Reproduce the whole listing, keeping each word unchanged.

• INPUT DATA
-=-=-

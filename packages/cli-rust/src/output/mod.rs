//! Output utilities for CLI commands
//!
//! Spinners for long-running lifecycle operations, consistent state
//! colors, and rich host error formatting.

pub mod colors;
pub mod errors;
pub mod spinner;

pub use colors::{flag_style, state_style};
pub use errors::{format_host_error, show_host_error};
pub use spinner::CommandSpinner;
//! Container queries against a host's daemon
//!
//! [`DaemonClient`] is the seam between container enumeration and the wire.
//! [`BollardDaemon`] is the production implementation.

use std::collections::HashMap;
use std::future::Future;
use std::sync::Arc;

use bollard::container::ListContainersOptions;

use super::client::{DEFAULT_TIMEOUT_SECS, DockerClient};
use super::error::DockerError;
use crate::host::HostConnection;

/// Parameters of a container list query
#[derive(Debug, Clone, Default, PartialEq, Eq)]
pub struct ContainerQuery {
    /// Include containers that are not running
    pub all: bool,
    /// Filter expression, forwarded as given
    pub filter: Option<String>,
}

/// Container list/inspect calls against a Docker daemon
///
/// An enumeration opens one session against the host's connection and runs
/// every query of that enumeration through it.
pub trait DaemonClient: Send + Sync {
    /// Open connection to one daemon
    type Session: Send + Sync;

    /// Connect to the daemon described by `connection`
    fn open(&self, connection: &HostConnection) -> Result<Self::Session, DockerError>;

    /// List the ids of containers matching `query`
    fn list_container_ids(
        &self,
        session: &Self::Session,
        query: &ContainerQuery,
    ) -> impl Future<Output = Result<Vec<String>, DockerError>> + Send;

    /// Look up a container's name
    fn inspect_container_name(
        &self,
        session: &Self::Session,
        id: &str,
    ) -> impl Future<Output = Result<String, DockerError>> + Send;
}

impl<T: DaemonClient> DaemonClient for Arc<T> {
    type Session = T::Session;

    fn open(&self, connection: &HostConnection) -> Result<Self::Session, DockerError> {
        (**self).open(connection)
    }

    fn list_container_ids(
        &self,
        session: &Self::Session,
        query: &ContainerQuery,
    ) -> impl Future<Output = Result<Vec<String>, DockerError>> + Send {
        (**self).list_container_ids(session, query)
    }

    fn inspect_container_name(
        &self,
        session: &Self::Session,
        id: &str,
    ) -> impl Future<Output = Result<String, DockerError>> + Send {
        (**self).inspect_container_name(session, id)
    }
}

/// Daemon client backed by bollard
///
/// Each session is a fresh bollard client, so every enumeration uses the
/// connection the host holds at that moment.
#[derive(Debug, Clone)]
pub struct BollardDaemon {
    timeout_secs: u64,
}

impl Default for BollardDaemon {
    fn default() -> Self {
        Self::new(DEFAULT_TIMEOUT_SECS)
    }
}

impl BollardDaemon {
    pub fn new(timeout_secs: u64) -> Self {
        Self { timeout_secs }
    }
}

impl DaemonClient for BollardDaemon {
    type Session = DockerClient;

    fn open(&self, connection: &HostConnection) -> Result<DockerClient, DockerError> {
        DockerClient::connect(connection, self.timeout_secs)
    }

    async fn list_container_ids(
        &self,
        client: &DockerClient,
        query: &ContainerQuery,
    ) -> Result<Vec<String>, DockerError> {
        let options = ListContainersOptions::<String> {
            all: query.all,
            filters: filter_map(query.filter.as_deref()),
            ..Default::default()
        };

        let containers = client
            .inner()
            .list_containers(Some(options))
            .await
            .map_err(DockerError::from)?;

        Ok(containers.into_iter().filter_map(|c| c.id).collect())
    }

    async fn inspect_container_name(
        &self,
        client: &DockerClient,
        id: &str,
    ) -> Result<String, DockerError> {
        let info = client
            .inner()
            .inspect_container(id, None)
            .await
            .map_err(|e| DockerError::Query(format!("Failed to inspect container {id}: {e}")))?;

        // The API reports names with a leading slash
        Ok(info
            .name
            .map(|name| name.trim_start_matches('/').to_string())
            .unwrap_or_default())
    }
}

/// Split a filter expression into the daemon's filter map
///
/// Whitespace separates terms; each term is `key=value` and terms are
/// combined conjunctively by the daemon. Keys are not validated here, a
/// term without `=` is sent as a key with an empty value.
fn filter_map(filter: Option<&str>) -> HashMap<String, Vec<String>> {
    let mut filters: HashMap<String, Vec<String>> = HashMap::new();

    for term in filter.unwrap_or_default().split_whitespace() {
        let (key, value) = term.split_once('=').unwrap_or((term, ""));
        filters
            .entry(key.to_string())
            .or_default()
            .push(value.to_string());
    }

    filters
}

-=-=-

• SOLUTION
filename packages/cli-rust/src/output/mod.rs
//! Output utilities for CLI commands
//!
//! Spinners for long-running lifecycle operations, consistent state
//! colors, and rich host error formatting.

pub mod colors;
pub mod errors;
pub mod spinner;

pub use colors::{flag_style, state_style};
pub use errors::{format_host_error, show_host_error};
pub use spinner::CommandSpinner;
//! Container queries against a host's daemon
//!
//! [`DaemonClient`] is the seam between container enumeration and the wire.
//! [`BollardDaemon`] is the production implementation.

use std::collections::HashMap;
use std::future::Future;
use std::sync::Arc;

use bollard::container::ListContainersOptions;

use super::client::{DEFAULT_TIMEOUT_SECS, DockerClient};
use super::error::DockerError;
use crate::host::HostConnection;

/// Parameters of a container list query
#[derive(Debug, Clone, Default, PartialEq, Eq)]
pub struct ContainerQuery {
    /// Include containers that are not running
    pub all: bool,
    /// Filter expression, forwarded as given
    pub filter: Option<String>,
}

/// Container list/inspect calls against a Docker daemon
///
/// An enumeration opens one session against the host's connection and runs
/// every query of that enumeration through it.
pub trait DaemonClient: Send + Sync {
    /// Open connection to one daemon
    type Session: Send + Sync;

    /// Connect to the daemon described by `connection`
    fn open(&self, connection: &HostConnection) -> Result<Self::Session, DockerError>;

    /// List the ids of containers matching `query`
    fn list_container_ids(
        &self,
        session: &Self::Session,
        query: &ContainerQuery,
    ) -> impl Future<Output = Result<Vec<String>, DockerError>> + Send;

    /// Look up a container's name
    fn inspect_container_name(
        &self,
        session: &Self::Session,
        id: &str,
    ) -> impl Future<Output = Result<String, DockerError>> + Send;
}

impl<T: DaemonClient> DaemonClient for Arc<T> {
    type Session = T::Session;

    fn open(&self, connection: &HostConnection) -> Result<Self::Session, DockerError> {
        (**self).open(connection)
    }

    fn list_container_ids(
        &self,
        session: &Self::Session,
        query: &ContainerQuery,
    ) -> impl Future<Output = Result<Vec<String>, DockerError>> + Send {
        (**self).list_container_ids(session, query)
    }

    fn inspect_container_name(
        &self,
        session: &Self::Session,
        id: &str,
    ) -> impl Future<Output = Result<String, DockerError>> + Send {
        (**self).inspect_container_name(session, id)
    }
}

/// Daemon client backed by bollard
///
/// Each session is a fresh bollard client, so every enumeration uses the
/// connection the host holds at that moment.
#[derive(Debug, Clone)]
pub struct BollardDaemon {
    timeout_secs: u64,
}

impl Default for BollardDaemon {
    fn default() -> Self {
        Self::new(DEFAULT_TIMEOUT_SECS)
    }
}

impl BollardDaemon {
    pub fn new(timeout_secs: u64) -> Self {
        Self { timeout_secs }
    }
}

impl DaemonClient for BollardDaemon {
    type Session = DockerClient;

    fn open(&self, connection: &HostConnection) -> Result<DockerClient, DockerError> {
        DockerClient::connect(connection, self.timeout_secs)
    }

    async fn list_container_ids(
        &self,
        client: &DockerClient,
        query: &ContainerQuery,
    ) -> Result<Vec<String>, DockerError> {
        let options = ListContainersOptions::<String> {
            all: query.all,
            filters: filter_map(query.filter.as_deref()),
            ..Default::default()
        };

        let containers = client
            .inner()
            .list_containers(Some(options))
            .await
            .map_err(DockerError::from)?;

        Ok(containers.into_iter().filter_map(|c| c.id).collect())
    }

    async fn inspect_container_name(
        &self,
        client: &DockerClient,
        id: &str,
    ) -> Result<String, DockerError> {
        let info = client
            .inner()
            .inspect_container(id, None)
            .await
            .map_err(|e| DockerError::Query(format!("Failed to inspect container {id}: {e}")))?;

        // The API reports names with a leading slash
        Ok(info
            .name
            .map(|name| name.trim_start_matches('/').to_string())
            .unwrap_or_default())
    }
}

/// Split a filter expression into the daemon's filter map
///
/// Whitespace separates terms; each term is `key=value` and terms are
/// combined conjunctively by the daemon. Keys are not validated here, a
/// term without `=` is sent as a key with an empty value.
fn filter_map(filter: Option<&str>) -> HashMap<String, Vec<String>> {
    let mut filters: HashMap<String, Vec<String>> = HashMap::new();

    for term in filter.unwrap_or_default().split_whitespace() {
        let (key, value) = term.split_once('=').unwrap_or((term, ""));
        filters
            .entry(key.to_string())
            .or_default()
            .push(value.to_string());
    }

    filters
}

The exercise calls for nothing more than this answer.